Я. Мой отец тоже был готов допустить нечто подобное.
О н. Леонардо был удивителен, в особенности для современников. И сейчас некоторые историки высказывают мысль вроде моей. Но нет фактов, чтобы подтвердить ее, за исключением, пожалуй, одного факта…
Я. Какого?
О н. Леонардо видел мир, как видят его тиомцы, сумевшие идеально пригнать окружающую их среду к себе, своей жизни, к своим чувствам. На его картинах — а значит, так было и в его душе — слишком гармоничный мир.
Мы беседовали, и время спешило, торопилось, как и полагается времени. И наступила минута, когда тиомец (я называю его тиомцем, хотя у него и было имя, довольно звучное имя: Бом) встал и, простившись со мной, исчез. Именно исчез, а не ушел, словно растворился в воздухе. Еще секунду назад я слышал его голос и видел его лицо, и вот уже его нет. Он будто развеществился вместе со стулом, на котором только что сидел. В номере стало пусто, и я все сильнее и сильнее ощущал эту пустоту и тишину.
* * *
Живя в необыкновенном мире, я постепенно знакомился с новыми нравами и обычаями. Где бы я ни появлялся — в сельской ли местности, на фабрике ли фотосинтеза, в научно-исследовательской лаборатории, в гостях у друзей (а их становилось все больше и больше), — я везде ощущал захватывающий ритм гармоничного коммунистического бытия, видел новые, истинно человеческие отношения. Изменилось не только мышление, но и словарь. Из бытового разговорного языка исчезли слова, отражавшие эгоцентризм, цинизм мысли, грубость и пошлость чувства. Сердечность и мужество — эти черты были свойственны и детям, и юношам, и старикам. Каждая отдельная личность чувствовала свое постоянное единство, духовную слитность со всем огромным коллективом. Вот эта духовная слитность каждого гражданина с обществом и создавала ту особую атмосферу эпической красоты и величия, которая была ни с чем не сравнима. В каждом человеке, и в ребенке и во взрослом, отражалось все величие огромного коллектива, всего коммунистического человечества, превратившего Землю в центр творческой, никогда не удовлетворенной мысли, мысли, рвущейся вперед, в бесконечность еще не освоенных миров.

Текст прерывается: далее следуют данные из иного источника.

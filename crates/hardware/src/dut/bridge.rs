//! Behavioral PCIe-to-AXI bridge.
//!
//! `ReferenceBridge` stands in for the bridge RTL so the harness can run end to end. It
//! implements the externally visible contract only:
//! 1. **Requests:** TLPs are accepted from `rx_req_tlp` into a queue of `queue_depth` entries;
//!    `ready` drops while the queue is full.
//! 2. **Writes:** After `pipeline_latency` cycles a memory write becomes one AXI INCR burst with
//!    strobes taken from the TLP byte enables.
//! 3. **Reads:** A memory read becomes one AXI read burst; the returned data is split into
//!    completions on max-payload-aligned boundaries, stamped with `completer_id`.
//!
//! TLP addresses are truncated to `axi_addr_width` bits to form AXI addresses.

use std::collections::VecDeque;

use tracing::{debug, warn};

use super::{Dut, DutPorts};
use crate::axi::{AxiAddr, AxiBurst, AxiResp, AxiWriteData};
use crate::common::constants::{
    AXI_DATA_BYTES, AXI_FULL_SIZE, AXI_MAX_BURST_BEATS, size_code_to_bytes,
};
use crate::common::{PcieId, SimTime};
use crate::config::BridgeConfig;
use crate::pcie::bus::{TlpAssembler, TlpBeat, to_beats};
use crate::pcie::tlp::{CplStatus, Tlp, TlpHeader};
use crate::sim::Clocked;

/// AXI cache attribute: normal non-cacheable bufferable.
const AXI_CACHE: u8 = 0b0011;
/// AXI protection attribute: non-secure data access.
const AXI_PROT: u8 = 0b010;

#[derive(Debug, Clone)]
struct Pending {
    ready_at: u64,
    tlp: Tlp,
}

#[derive(Debug, Clone)]
struct ReadJob {
    request: TlpHeader,
    /// AXI address of the first requested byte.
    start: u64,
    /// Bus-aligned AXI address of the first beat.
    aligned: u64,
    beats: usize,
    data: Vec<u8>,
}

/// Behavioral model of the PCIe-to-AXI bridge.
#[derive(Debug, Clone)]
pub struct ReferenceBridge {
    queue_depth: usize,
    pipeline_latency: u64,
    addr_mask: u64,
    cycle: u64,
    next_id: u16,
    assembler: TlpAssembler,
    requests: VecDeque<Pending>,
    aw: VecDeque<AxiAddr>,
    w: VecDeque<AxiWriteData>,
    writes_outstanding: usize,
    ar: VecDeque<AxiAddr>,
    reads: VecDeque<ReadJob>,
    cpl: VecDeque<TlpBeat>,
}

impl ReferenceBridge {
    /// Creates an idle bridge.
    pub fn new(config: &BridgeConfig) -> Self {
        Self {
            queue_depth: config.queue_depth.max(1),
            pipeline_latency: config.pipeline_latency,
            addr_mask: config.axi_addr_mask(),
            cycle: 0,
            next_id: 0,
            assembler: TlpAssembler::new(),
            requests: VecDeque::new(),
            aw: VecDeque::new(),
            w: VecDeque::new(),
            writes_outstanding: 0,
            ar: VecDeque::new(),
            reads: VecDeque::new(),
            cpl: VecDeque::new(),
        }
    }

    fn clear(&mut self) {
        self.assembler.clear();
        self.requests.clear();
        self.aw.clear();
        self.w.clear();
        self.writes_outstanding = 0;
        self.ar.clear();
        self.reads.clear();
        self.cpl.clear();
    }

    fn alloc_id(&mut self) -> u16 {
        let id = self.next_id;
        self.next_id = self.next_id.wrapping_add(1) & 0xFF;
        id
    }

    /// Returns (AXI start, aligned start, beats) for a request.
    fn burst_shape(&self, hdr: &TlpHeader) -> (u64, u64, usize) {
        let start = hdr.first_byte_address() & self.addr_mask;
        let aligned = start & !(AXI_DATA_BYTES as u64 - 1);
        let end = start + hdr.byte_len().max(1) as u64;
        let beats = (end - aligned).div_ceil(AXI_DATA_BYTES as u64) as usize;
        (start, aligned, beats)
    }

    /// Address commands covering `beats` beats from `start`, split at the AXI burst limit.
    fn burst_cmds(&mut self, start: u64, aligned: u64, beats: usize) -> Vec<AxiAddr> {
        (0..beats)
            .step_by(AXI_MAX_BURST_BEATS)
            .map(|first| {
                let addr = if first == 0 {
                    start
                } else {
                    aligned + (first * AXI_DATA_BYTES) as u64
                };
                self.burst_cmd(addr, (beats - first).min(AXI_MAX_BURST_BEATS))
            })
            .collect()
    }

    fn burst_cmd(&mut self, addr: u64, beats: usize) -> AxiAddr {
        AxiAddr {
            id: self.alloc_id(),
            addr,
            len: (beats.clamp(1, AXI_MAX_BURST_BEATS) - 1) as u8,
            size: AXI_FULL_SIZE,
            burst: AxiBurst::Incr,
            lock: false,
            cache: AXI_CACHE,
            prot: AXI_PROT,
        }
    }

    fn issue_write(&mut self, tlp: &Tlp) {
        let (start, aligned, beats) = self.burst_shape(&tlp.header);
        let mut data = vec![AxiWriteData::default(); beats];
        let dw_addr = tlp.header.address & !3;
        for (i, byte) in tlp.data.iter().enumerate() {
            if !tlp.header.byte_enabled(i) {
                continue;
            }
            let axi = (dw_addr + i as u64) & self.addr_mask;
            let offset = (axi - aligned) as usize;
            let beat = &mut data[offset / AXI_DATA_BYTES];
            let lane = offset % AXI_DATA_BYTES;
            beat.data[lane] = *byte;
            beat.strb |= 1 << lane;
        }
        for (i, beat) in data.iter_mut().enumerate() {
            beat.last = (i + 1) % AXI_MAX_BURST_BEATS == 0 || i + 1 == beats;
        }
        let cmds = self.burst_cmds(start, aligned, beats);
        debug!(
            axi = %format!("{start:#x}"),
            bytes = tlp.header.byte_len(),
            beats,
            bursts = cmds.len(),
            "issuing AXI write"
        );
        self.writes_outstanding += cmds.len();
        self.aw.extend(cmds);
        self.w.extend(data);
    }

    fn issue_read(&mut self, tlp: &Tlp) {
        let (start, aligned, beats) = self.burst_shape(&tlp.header);
        let cmds = self.burst_cmds(start, aligned, beats);
        debug!(
            axi = %format!("{start:#x}"),
            bytes = tlp.header.byte_len(),
            beats,
            bursts = cmds.len(),
            "issuing AXI read"
        );
        self.ar.extend(cmds);
        self.reads.push_back(ReadJob {
            request: tlp.header,
            start,
            aligned,
            beats,
            data: Vec::with_capacity(beats * AXI_DATA_BYTES),
        });
    }

    fn dispatch(&mut self) {
        let due = self
            .requests
            .front()
            .is_some_and(|p| p.ready_at <= self.cycle);
        if !due {
            return;
        }
        let Some(Pending { tlp, .. }) = self.requests.pop_front() else {
            return;
        };
        let kind = tlp.header.tlp_type;
        if kind.is_memory_write() {
            self.issue_write(&tlp);
        } else if kind.is_memory_read() {
            self.issue_read(&tlp);
        } else {
            warn!(%tlp, "bridge ignores non-memory request");
        }
    }

    fn complete_read(&mut self, mut job: ReadJob, completer: PcieId, mps: usize) {
        let hdr = &job.request;
        let len = hdr.byte_len();
        if len == 0 {
            self.cpl.extend(to_beats(
                &Tlp::completion(hdr, completer, CplStatus::Success),
                0,
                0,
            ));
            return;
        }
        let lead = (job.start - job.aligned) as usize;
        if job.data.len() < lead + len {
            warn!(tag = hdr.tag, "AXI read returned short data; padding with zeros");
            job.data.resize(lead + len, 0);
        }
        let mut addr = hdr.first_byte_address();
        let mut done = 0usize;
        while done < len {
            let boundary = (addr & !(mps as u64 - 1)) + mps as u64;
            let chunk = ((boundary - addr) as usize).min(len - done);
            let from = lead + done;
            let payload = &job.data[from..from + chunk];
            let tlp = Tlp::completion_data(hdr, completer, addr, payload, len - done);
            self.cpl.extend(to_beats(&tlp, 0, 0));
            addr += chunk as u64;
            done += chunk;
        }
    }
}

impl Clocked for ReferenceBridge {
    fn name(&self) -> &str {
        "reference-bridge"
    }

    fn on_rising_edge(&mut self, ports: &mut DutPorts, _now: SimTime) {
        self.cycle += 1;
        if ports.rst.get() {
            self.clear();
            ports.rx_req_tlp.ready.set(false);
            ports.tx_cpl_tlp.valid.set(false);
            let axi = &mut ports.m_axi;
            axi.aw.valid.set(false);
            axi.w.valid.set(false);
            axi.ar.valid.set(false);
            axi.b.ready.set(false);
            axi.r.ready.set(false);
            return;
        }

        if ports.rx_req_tlp.fired() {
            let beat = ports.rx_req_tlp.payload.get();
            if let Some((tlp, _, _)) = self.assembler.push(&beat) {
                self.requests.push_back(Pending {
                    ready_at: self.cycle + self.pipeline_latency,
                    tlp,
                });
            }
        }
        self.dispatch();
        ports
            .rx_req_tlp
            .ready
            .set(self.requests.len() < self.queue_depth);

        let axi = &mut ports.m_axi;
        let _ = axi.aw.drive_from(&mut self.aw);
        let _ = axi.w.drive_from(&mut self.w);
        let _ = axi.ar.drive_from(&mut self.ar);

        if let Some(resp) = axi.b.accept(true) {
            self.writes_outstanding = self.writes_outstanding.saturating_sub(1);
            if resp.resp != AxiResp::Okay {
                warn!(id = resp.id, resp = ?resp.resp, "AXI write error response");
            }
        }

        if let Some(beat) = axi.r.accept(true) {
            if beat.resp != AxiResp::Okay {
                warn!(id = beat.id, resp = ?beat.resp, "AXI read error response");
            }
            let finished = match self.reads.front_mut() {
                Some(job) => {
                    job.data.extend_from_slice(&beat.data);
                    job.data.len() >= job.beats * AXI_DATA_BYTES
                }
                None => {
                    warn!("AXI read data with no burst outstanding");
                    false
                }
            };
            if let Some(job) = finished.then(|| self.reads.pop_front()).flatten() {
                let completer = PcieId::from(ports.completer_id.get());
                let mps = size_code_to_bytes(ports.max_payload_size.get());
                self.complete_read(job, completer, mps);
            }
        }

        let _ = ports.tx_cpl_tlp.drive_from(&mut self.cpl);
    }
}

impl Dut for ReferenceBridge {
    fn is_idle(&self) -> bool {
        self.requests.is_empty()
            && !self.assembler.in_progress()
            && self.aw.is_empty()
            && self.w.is_empty()
            && self.writes_outstanding == 0
            && self.ar.is_empty()
            && self.reads.is_empty()
            && self.cpl.is_empty()
    }
}

#[cfg(test)]
mod tests {
    use super::*;

    #[test]
    fn long_transfers_split_at_the_burst_limit() {
        let mut bridge = ReferenceBridge::new(&BridgeConfig::default());
        let cmds = bridge.burst_cmds(0x10, 0, 300);
        assert_eq!(cmds.len(), 2);
        assert_eq!((cmds[0].addr, cmds[0].len), (0x10, 255));
        assert_eq!((cmds[1].addr, cmds[1].len), (0x2000, 43));
        assert_ne!(cmds[0].id, cmds[1].id);

        let single = bridge.burst_cmds(0x40, 0x40, 1);
        assert_eq!(single.len(), 1);
        assert_eq!(single[0].len, 0);
    }
}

Однажды историк Светлана Щеглова и писатель тиомец Бом спросили меня, как я понимал слово «счастье», живя еще в XX веке. Я, по-видимому, поспешил и ответил неудачно. Я сказал:
— Счастье — это удовлетворение всех желаний.

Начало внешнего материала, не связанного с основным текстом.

//! # AXI Memory Tests
//!
//! What the bridge leaves in the AXI memory after BAR writes: exact bytes, nothing around them.

use pcie_axi_core::config::SettleMode;
use pcie_axi_core::tb::write_pattern;
use pretty_assertions::assert_eq;
use proptest::prelude::*;

use crate::common::harness::{TestContext, quick_config};

#[test]
fn test_fixed_delay_write_touches_only_its_range() {
    let mut config = quick_config();
    config.protocol.settle = SettleMode::FixedDelay;
    let mut ctx = TestContext::with_config(config);
    let window = ctx.bring_up();

    let data = write_pattern(64);
    window
        .write(&mut ctx.tb.rc, &mut ctx.tb.sim, 0x1000, &data)
        .unwrap();
    let delay = ctx.tb.config.protocol.fixed_settle(64);
    assert_eq!(delay, 456);
    ctx.tb.wait_for(delay);

    let ram = &ctx.tb.sim.axi_ram;
    assert_eq!(ram.read(0x1000, 64), data);
    let image = ram.read(0, ram.size());
    let stray = image
        .iter()
        .enumerate()
        .filter(|&(i, &b)| !(0x1000..0x1040).contains(&i) && b != 0)
        .count();
    assert_eq!(stray, 0);
}

#[test]
fn test_write_is_acknowledged_over_its_range() {
    let mut ctx = TestContext::new();
    let window = ctx.bring_up();
    let mark = ctx.tb.sim.axi_ram.ack_mark();
    ctx.write_and_drain(&window, 0x1010, &write_pattern(100));

    let at = ctx.axi(&window, 0x1010);
    assert!(ctx.tb.sim.axi_ram.acked_covers(mark, at..at + 100));
    assert!(!ctx.tb.sim.axi_ram.acked_covers(mark, at..at + 101));
    let stats = ctx.tb.sim.axi_ram.stats();
    assert_eq!(stats.bytes_written, 100);
    assert!(stats.write_bursts >= 1);
}

#[test]
fn test_unaligned_tail_bytes_are_strobed() {
    let mut ctx = TestContext::new();
    let window = ctx.bring_up();
    let at = ctx.axi(&window, 0x3000);
    ctx.tb.sim.axi_ram.write(at, &[0x55; 16]);

    ctx.write_and_drain(&window, 0x3005, &[1, 2, 3]);
    assert_eq!(
        ctx.tb.sim.axi_ram.read(at, 10),
        vec![0x55, 0x55, 0x55, 0x55, 0x55, 1, 2, 3, 0x55, 0x55]
    );
}

#[test]
fn test_addresses_wrap_at_memory_size() {
    let mut ctx = TestContext::new();
    let window = ctx.bring_up();
    let size = ctx.tb.sim.axi_ram.size() as u64;

    // Above the RAM size but inside the bridge's 24-bit AXI window.
    ctx.write_and_drain(&window, size + 0x200, &[0xA5; 4]);
    assert_eq!(ctx.tb.sim.axi_ram.read(0x200, 4), vec![0xA5; 4]);
}

proptest! {
    #![proptest_config(ProptestConfig::with_cases(8))]

    #[test]
    fn prop_single_byte_write_leaves_neighbours(offset in 1u64..0xFFFE, value in 1u8..=255) {
        let mut ctx = TestContext::new();
        let window = ctx.bring_up();
        ctx.write_and_drain(&window, offset, &[value]);

        let ram = &ctx.tb.sim.axi_ram;
        prop_assert_eq!(ram.read(offset - 1, 3), vec![0, value, 0]);
    }

    #[test]
    fn prop_repeated_write_is_idempotent(len in 1usize..600, offset in 0u64..0x8000) {
        let data: Vec<u8> = (0..len).map(|i| (i * 31 % 256) as u8).collect();
        let mut ctx = TestContext::new();
        let window = ctx.bring_up();

        ctx.write_and_drain(&window, offset, &data);
        let once = ctx.tb.sim.axi_ram.read(0, ctx.tb.sim.axi_ram.size());
        ctx.write_and_drain(&window, offset, &data);
        let twice = ctx.tb.sim.axi_ram.read(0, ctx.tb.sim.axi_ram.size());
        prop_assert!(once == twice);
    }
}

Тиомец Бом молча усмехнулся, а Светлана возразила:
— Ну нет. Счастье, по-моему, не в этом. По-настоящему счастлив только тот, кто никогда не бывает удовлетворенным. По-моему, личное счастье — это реализация всех твоих способностей на благо всего коллектива. Ведь счастье — это не только итог, но и путь к цели. И если этот путь слишком легок, если он не требует никаких усилий, разве он может сделать человека по-настоящему счастливым? Самыми счастливыми людьми в нашем обществе считают тех, кто меньше всех щадил себя, прокладывая путь в будущее. Счастье не может быть очень спокойным.
И мы все долго спорили о том, что такое счастье.
Я уже рассказывал о том, что машина быстрого движения превращала пространство в абстракцию. Но и время она тоже лишала той длительности, которая связана с ожиданием и пребыванием в пути.
Вы, в сущности, не пребывали в пути: путь пребывал в вас, вы появлялись почти сразу.
Вот так, выйдя из гостиницы, я сразу оказался в Институте истории, хотя этот институт был возле Феодосии, в Крыму. Меня сопровождали Павел Погодин и историк, специализировавшийся на изучении второй половины XX века, Светлана Щеглова.
Еще в гостинице Светлана пыталась меня уверить, что история стала самой актуальной и любимой молодежью наукой, породнившейся с кибернетикой, вооружившись новейшими техническими достижениями, чтобы сделать человека хозяином времени. Хозяином пространства он давно уже стал.
Мой отец был историком, и я хорошо знал, как в мое время историки и археологи завидовали физикам, биологам и инженерам, которые изучали не что-то бывшее и исчезнувшее, а создавали новый мир, будущее, бесконечно более интересное, чем прошлое. Профессия историка казалась тогда многим чем-то созерцательным и книжным, далеким от жизни.